IDB - Inter-American Development Bank

10/25/2024 | News release | Distributed by Public on 10/25/2024 14:48

The Promise and Peril of Information on the Returns to Education: What We Learn from a Dozen Interventions


By David Evans and Amina Mendez Acosta

How much is an education worth? In addition to an enormous scholarly literature reporting income returns to education, many websites seek to provide simple information for students about how much those who finish high school will earn compared to those who don't, how much those who finish university will earn, and which university degrees deliver the largest average salaries. In Latin America and the Caribbean, many children still do not complete secondary education, and fewer have information to make informed choices about post-secondary enrollment choices.

But many children and youth, especially those in low- and middle-income countries, may not have access to detailed information on the returns to education. That yields the idea for a very simple but potentially powerful intervention: what if you just told people what the true returns to education are, so that they could make the most informed decisions for their lives?

The most famous example is a study by Jensen, in which eighth-grade boys in the Dominican Republic believed that the return to finishing high school was very low, when the data showed that it was high. Jensen reports that "students at randomly selected schools given information on the higher measured returns completed on average 0.20-0.35 more years of school over the next four years than those who were not"! That's a big effect.

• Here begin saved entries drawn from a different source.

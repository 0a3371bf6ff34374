//! Sample producer task.
//!
//! Reads the sensor once per period, stamps each reading with a cycle
//! number, validates it and pushes it to the channel. The producer owns the
//! cycle counter and the initial-pose latch outright; nothing else writes
//! them.
//!
//! The first invalid reading ends sampling for good. The producer hands back
//! a [`Fault`] describing it, and its channel sender is dropped on the way
//! out so the persister can drain and stop. Sampling also ends, without a
//! fault, as soon as the shared system state leaves `Running`.

use std::time::Duration;

use serde::Serialize;
use tokio::time::{interval, MissedTickBehavior};
use tracing::{debug, error, info, warn};

use crate::channel::RecordSender;
use crate::record::LogRecord;
use crate::sample::{InvalidReading, SensorSample};
use crate::sensor::SensorDriver;
use crate::state::SharedState;

/// Default time between sensor reads.
pub const DEFAULT_SAMPLE_PERIOD: Duration = Duration::from_secs(1);

/// Acceleration vector of the first sample that passed validation.
#[derive(Debug, Clone, Copy, PartialEq, Serialize)]
pub struct InitialPose {
    /// X component.
    pub x: f32,
    /// Y component.
    pub y: f32,
    /// Z component.
    pub z: f32,
}

impl From<&SensorSample> for InitialPose {
    fn from(sample: &SensorSample) -> Self {
        let [x, y, z] = sample.accel;
        Self { x, y, z }
    }
}

impl std::fmt::Display for InitialPose {
    fn fmt(&self, f: &mut std::fmt::Formatter<'_>) -> std::fmt::Result {
        write!(f, "X={} Y={} Z={}", self.x, self.y, self.z)
    }
}

/// Write-once holder for the [`InitialPose`].
#[derive(Debug, Clone, Copy, Default, PartialEq)]
pub struct PoseLatch {
    pose: Option<InitialPose>,
}

impl PoseLatch {
    /// Latch `sample` if nothing has been latched yet.
    ///
    /// Returns `true` only on the call that set the pose.
    pub fn latch(&mut self, sample: &SensorSample) -> bool {
        if self.pose.is_some() {
            return false;
        }
        self.pose = Some(InitialPose::from(sample));
        true
    }

    /// The latched pose, if any.
    #[must_use]
    pub const fn get(&self) -> Option<InitialPose> {
        self.pose
    }
}

/// Counters kept by the producer.
#[derive(Debug, Clone, Copy, Default, PartialEq, Eq, Serialize)]
pub struct ProducerStats {
    /// Sensor reads taken, valid or not.
    pub sampled: u64,
    /// Records accepted by the channel.
    pub sent: u64,
    /// Records lost because the channel was torn down.
    pub dropped: u64,
}

/// The invalid reading that stopped the producer.
#[derive(Debug, Clone, Copy, PartialEq, Serialize)]
pub struct Fault {
    /// Cycle on which the invalid reading was taken.
    pub cycle: u64,
    /// What was wrong with it.
    pub reading: InvalidReading,
    /// The rejected sample.
    pub sample: SensorSample,
    /// Pose latched before the fault, if any sample was ever valid.
    pub initial_pose: Option<InitialPose>,
    /// Producer counters at the time of the fault.
    pub stats: ProducerStats,
}

/// Producer side of the pipeline.
#[derive(Debug)]
pub struct SampleProducer<S> {
    sensor: S,
    period: Duration,
    state: SharedState,
    cycle: u64,
    pose: PoseLatch,
    stats: ProducerStats,
}

impl<S: SensorDriver> SampleProducer<S> {
    /// Create a producer reading `sensor` every `period` while `state` is
    /// `Running`.
    ///
    /// `period` must be non-zero.
    #[must_use]
    pub fn new(sensor: S, period: Duration, state: SharedState) -> Self {
        Self {
            sensor,
            period,
            state,
            cycle: 0,
            pose: PoseLatch::default(),
            stats: ProducerStats::default(),
        }
    }

    /// Sample until the first invalid reading and return it.
    ///
    /// Returns `None` if the system left `Running` first; the state is
    /// checked before every read. Takes ownership of `tx`; it is dropped
    /// when this returns.
    pub async fn run(mut self, tx: RecordSender) -> Option<Fault> {
        info!(
            sensor = self.sensor.name(),
            period_ms = self.period.as_millis(),
            "[TASK 1] Producer running"
        );

        let mut ticker = interval(self.period);
        ticker.set_missed_tick_behavior(MissedTickBehavior::Delay);

        loop {
            ticker.tick().await;
            if !self.state.is_running() {
                warn!(
                    state = %self.state.get(),
                    cycle = self.cycle,
                    "[TASK 1] System no longer running, sampling stopped"
                );
                return None;
            }
            if let Err(fault) = self.step(&tx).await {
                return Some(fault);
            }
        }
    }

    /// One read/validate/push cycle.
    async fn step(&mut self, tx: &RecordSender) -> Result<(), Fault> {
        let sample = self.sensor.read().await;
        self.cycle += 1;
        self.stats.sampled += 1;
        let cycle = self.cycle;

        if let Err(reading) = sample.validate() {
            error!(cycle, %reading, "[ERROR] Sensor data invalid! Stopping system...");
            return Err(Fault {
                cycle,
                reading,
                sample,
                initial_pose: self.pose.get(),
                stats: self.stats,
            });
        }

        if self.pose.latch(&sample) {
            info!(cycle, "[INFO] Initial position set");
        }

        let record = LogRecord::new(cycle, sample);
        match tx.push(record).await {
            Ok(()) => {
                self.stats.sent += 1;
                debug!(cycle, "[TASK 1 -> QUEUE] Data sent: {record}");
            }
            Err(err) => {
                self.stats.dropped += 1;
                error!(cycle, error = %err, "[TASK 1 ERROR] Record lost");
            }
        }
        Ok(())
    }
}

Who else has tried this? Amina Mendez Acosta and I looked for every study we could find that evaluated providing information on the returns to education to children or youth. We include both studies that provided information about the returns to different levels (high school versus primary only; college versus high school) and those that provided information about the returns to different fields of study or colleges at the post-secondary level. We report what we find in a new working paper, "Changing Perceptions of Educational Returns in Low- and Middle-Income Countries: A Meta-Analysis."

The studies

In addition to the Jensen study, we found a dozen more. Two provided information to students in primary school (one in Madagascar and one in Peru), five in lower secondary (in China, Colombia, the Dominican Republic, and Peru), and nine in upper secondary (in Chile, China, Colombia, Georgia, Mexico, and India). If you think that adds up to more than thirteen, you're right! Several of the studies spanned multiple levels of education, as you can see in Figure 1.

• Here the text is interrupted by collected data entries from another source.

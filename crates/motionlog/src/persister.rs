//! Storage persister task.
//!
//! Pops records off the channel one at a time and appends each to durable
//! storage before accepting the next. A record that cannot be stored is
//! reported and dropped; storage failures never stop the persister.
//!
//! Queued records are still drained while a fault is being escalated. Once
//! the system is `Halted` nothing more is appended.

use std::fmt;
use std::sync::Arc;

use serde::Serialize;
use tracing::{debug, error, info, warn};

use crate::channel::RecordReceiver;
use crate::state::SharedState;
use crate::storage::LogStorage;

/// Counters reported when the persister stops.
#[derive(Debug, Clone, Copy, Default, PartialEq, Eq, Serialize)]
pub struct PersisterStats {
    /// Records durably appended.
    pub persisted: u64,
    /// Records dropped because storage failed.
    pub dropped: u64,
}

/// Consumer side of the pipeline.
pub struct StoragePersister {
    storage: Arc<dyn LogStorage>,
    rx: RecordReceiver,
    state: SharedState,
    stats: PersisterStats,
}

impl StoragePersister {
    /// Create a persister draining `rx` into `storage` until `state` is
    /// `Halted`.
    #[must_use]
    pub fn new(storage: Arc<dyn LogStorage>, rx: RecordReceiver, state: SharedState) -> Self {
        Self {
            storage,
            rx,
            state,
            stats: PersisterStats::default(),
        }
    }

    /// Run until every sender is gone and the channel is drained, or the
    /// system has halted.
    ///
    /// During normal operation this never returns; the sampler only lets go
    /// of its sender when a fault is being escalated.
    pub async fn run(mut self) -> PersisterStats {
        info!(location = %self.storage.location(), "[TASK 2] Persister running");

        while let Some(record) = self.rx.pop().await {
            if self.state.is_halted() {
                warn!(
                    cycle = record.cycle(),
                    "[TASK 2] System halted, queued records discarded"
                );
                break;
            }

            let line = record.to_line();
            match self.storage.append_line(&line).await {
                Ok(()) => {
                    self.stats.persisted += 1;
                    debug!(cycle = record.cycle(), "[TASK 2 -> STORAGE] Data saved: {line}");
                }
                Err(err) => {
                    self.stats.dropped += 1;
                    error!(
                        cycle = record.cycle(),
                        error = %err,
                        "[TASK 2 ERROR] Record dropped"
                    );
                }
            }
        }

        info!(
            persisted = self.stats.persisted,
            dropped = self.stats.dropped,
            "[TASK 2] Channel closed, persister stopped"
        );
        self.stats
    }
}

impl fmt::Debug for StoragePersister {
    fn fmt(&self, f: &mut fmt::Formatter<'_>) -> fmt::Result {
        f.debug_struct("StoragePersister")
            .field("location", &self.storage.location())
            .field("state", &self.state.get())
            .field("stats", &self.stats)
            .finish_non_exhaustive()
    }
}

#[cfg(test)]
mod tests {
    use super::*;
    use crate::channel;
    use crate::record::LogRecord;
    use crate::state::SystemState;
    use crate::test_support::{resting, LogCapture, MemoryStorage};

    #[allow(clippy::cast_precision_loss)]
    fn record(cycle: u64) -> LogRecord {
        LogRecord::new(cycle, resting(cycle as f32))
    }

    #[tokio::test]
    async fn test_persists_every_record_in_order() {
        let storage = Arc::new(MemoryStorage::new());
        let (tx, rx) = channel::bounded(4).unwrap();
        let persister = tokio::spawn(StoragePersister::new(storage.clone(), rx, SharedState::new()).run());

        for cycle in 1..=20 {
            tx.push(record(cycle)).await.unwrap();
        }
        drop(tx);

        let stats = persister.await.unwrap();
        assert_eq!(
            stats,
            PersisterStats {
                persisted: 20,
                dropped: 0
            }
        );

        let lines = storage.lines();
        assert_eq!(lines.len(), 20);
        for (index, line) in lines.iter().enumerate() {
            let parsed: LogRecord = line.parse().unwrap();
            assert_eq!(parsed.cycle(), index as u64 + 1);
        }
    }

    #[tokio::test]
    async fn test_open_failure_drops_only_that_record() {
        let storage = Arc::new(MemoryStorage::failing_open_on([7]));
        let (tx, rx) = channel::bounded(10).unwrap();
        let persister = tokio::spawn(StoragePersister::new(storage.clone(), rx, SharedState::new()).run());

        for cycle in 1..=9 {
            tx.push(record(cycle)).await.unwrap();
        }
        drop(tx);

        let stats = persister.await.unwrap();
        assert_eq!(stats.persisted, 8);
        assert_eq!(stats.dropped, 1);
        assert_eq!(storage.append_attempts(), 9);

        let cycles: Vec<u64> = storage
            .lines()
            .iter()
            .map(|l| l.parse::<LogRecord>().unwrap().cycle())
            .collect();
        assert_eq!(cycles, [1, 2, 3, 4, 5, 6, 8, 9]);
    }

    #[tokio::test]
    async fn test_stops_with_empty_channel() {
        let storage = Arc::new(MemoryStorage::new());
        let (tx, rx) = channel::bounded(1).unwrap();
        drop(tx);

        let stats = StoragePersister::new(storage.clone(), rx, SharedState::new()).run().await;
        assert_eq!(stats, PersisterStats::default());
        assert!(storage.lines().is_empty());
    }

    #[test]
    fn test_persister_debug() {
        let storage = Arc::new(MemoryStorage::new());
        let (_tx, rx) = channel::bounded(1).unwrap();
        let persister = StoragePersister::new(storage, rx, SharedState::new());
        let debug_str = format!("{persister:?}");
        assert!(debug_str.contains("StoragePersister"));
        assert!(debug_str.contains("memory"));
    }

    #[tokio::test]
    async fn test_keeps_draining_while_fault_escalates() {
        let storage = Arc::new(MemoryStorage::new());
        let state = SharedState::new();
        state.advance(SystemState::FaultDetected).unwrap();
        let (tx, rx) = channel::bounded(4).unwrap();
        for cycle in 1..=3 {
            tx.push(record(cycle)).await.unwrap();
        }
        drop(tx);

        let stats = StoragePersister::new(storage.clone(), rx, state).run().await;
        assert_eq!(stats.persisted, 3);
        assert_eq!(storage.lines().len(), 3);
    }

    #[tokio::test]
    async fn test_nothing_appended_once_halted() {
        let storage = Arc::new(MemoryStorage::new());
        let state = SharedState::new();
        let (tx, rx) = channel::bounded(8).unwrap();
        let persister =
            tokio::spawn(StoragePersister::new(storage.clone(), rx, state.clone()).run());

        tx.push(record(1)).await.unwrap();
        while storage.lines().is_empty() {
            tokio::task::yield_now().await;
        }

        state.advance(SystemState::FaultDetected).unwrap();
        state.advance(SystemState::Recovering).unwrap();
        state.advance(SystemState::Halted).unwrap();
        for cycle in 2..=4 {
            // The persister may already have let go of the channel.
            let _ = tx.push(record(cycle)).await;
        }

        let stats = persister.await.unwrap();
        assert_eq!(stats.persisted, 1);
        assert_eq!(storage.append_attempts(), 1);
        assert!(tx.is_closed());
    }

    #[tokio::test]
    async fn test_dropped_record_reported_as_error() {
        let (logs, _guard) = LogCapture::install();
        let storage = Arc::new(MemoryStorage::failing_open_on([7]));
        let (tx, rx) = channel::bounded(10).unwrap();
        let persister =
            tokio::spawn(StoragePersister::new(storage.clone(), rx, SharedState::new()).run());

        for cycle in 1..=8 {
            tx.push(record(cycle)).await.unwrap();
        }
        drop(tx);
        persister.await.unwrap();

        let output = logs.contents();
        let dropped: Vec<&str> = output
            .lines()
            .filter(|l| l.contains("[TASK 2 ERROR] Record dropped"))
            .collect();
        assert_eq!(dropped.len(), 1);
        assert!(dropped[0].contains("ERROR"));
        assert!(dropped[0].contains("cycle=7"));
        assert!(dropped[0].contains("card removed"));
    }
}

Figure 1: The thirteen studies on providing returns

Source: Evans and Mendez Acosta 2024.

The range of studies demonstrate the number of decisions that these programs have to make. Do we provide information to students or parents or both? Do we provide simple estimates of earnings at different levels? How much do you disaggregate the data (for example, by gender)? Do you share the information by email, through in-school presentation, online videos, text messages, or in some other way? The studies we have are different enough that we can't conclude which delivery methods or audiences are most effective, but they do give us a glimpse of the range of possibilities.

The good news

Even when you take an average of all these effects, across studies that were very successfully implemented and others that were less successfully implemented, we find positive effects. Specifically, we see positive and statistically significant average effects both on learning outcomes and also on measures of whether kids stay in school. The average effects aren't big (between 0.02 and 0.05 standard deviations) compared to other educational interventions, but they are statistically significant, and since these tend to be very low cost interventions, they are likely to be extremely cost effective. Several of the studies had larger effects (in the Dominican Republic and in Peru), particularly on keeping kids from dropping out of school.

The caution

First, implementation is crucial for any policy, and these are no exception. In one case, videos were mailed to schools but many didn't receive them and some that did receive them didn't show the videos. The following year, monitoring calls plus modest school incentives improved implementation dramatically. In another case, schools couldn't show videos for lack of electricity. One program set up a call center to troubleshoot challenges with showing videos. In settings with limited technology, old fashioned (or shall we say classic) delivery mechanisms like visiting speakers or posters may be wise options. Going forward, policymakers may enlist artificial intelligence and mobile communications like WhatsApp in their efforts.

Second, the returns to education reported are in averages and few students, if any, will receive the average return. Some might earn more; some might earn less. Boys and girls might receive different returns. Students in rural areas might receive different returns than students in urban areas. Interventions can share the returns at a more disaggregated level (girls versus boys), but they still won't be perfect predictors of individual students' returns.

Third, these programs are often premised on the assumption-at least at the level of basic education-that people underestimate the returns to education. But if people overestimate the returns, they may reduce their educational investments. That may be wise at the post-secondary level (realizing that studying a certain major at a certain college is unlikely to land you a lucrative job is crucial) but is more concerning if, for example, it means some parents reduce support for their children in basic education. To be clear, we do not observe an average negative effect in the studies we review: but we do observe significant variation among students and parents as to whether they initially under or overestimate the returns to education.

Take aways

Last year's high-level report on Smart Buys in global education based on cost-effectiveness analysis put interventions that provide information on the benefits of education among just three "great buys" (the highest category). Our study backs that up: we see evidence from many settings suggesting that these can deliver positive impacts at low cost. But pay attention to implementation, and make sure you're sharing information so that people understand that education is a great investment, just one that still comes with at least some risks in terms of the payout.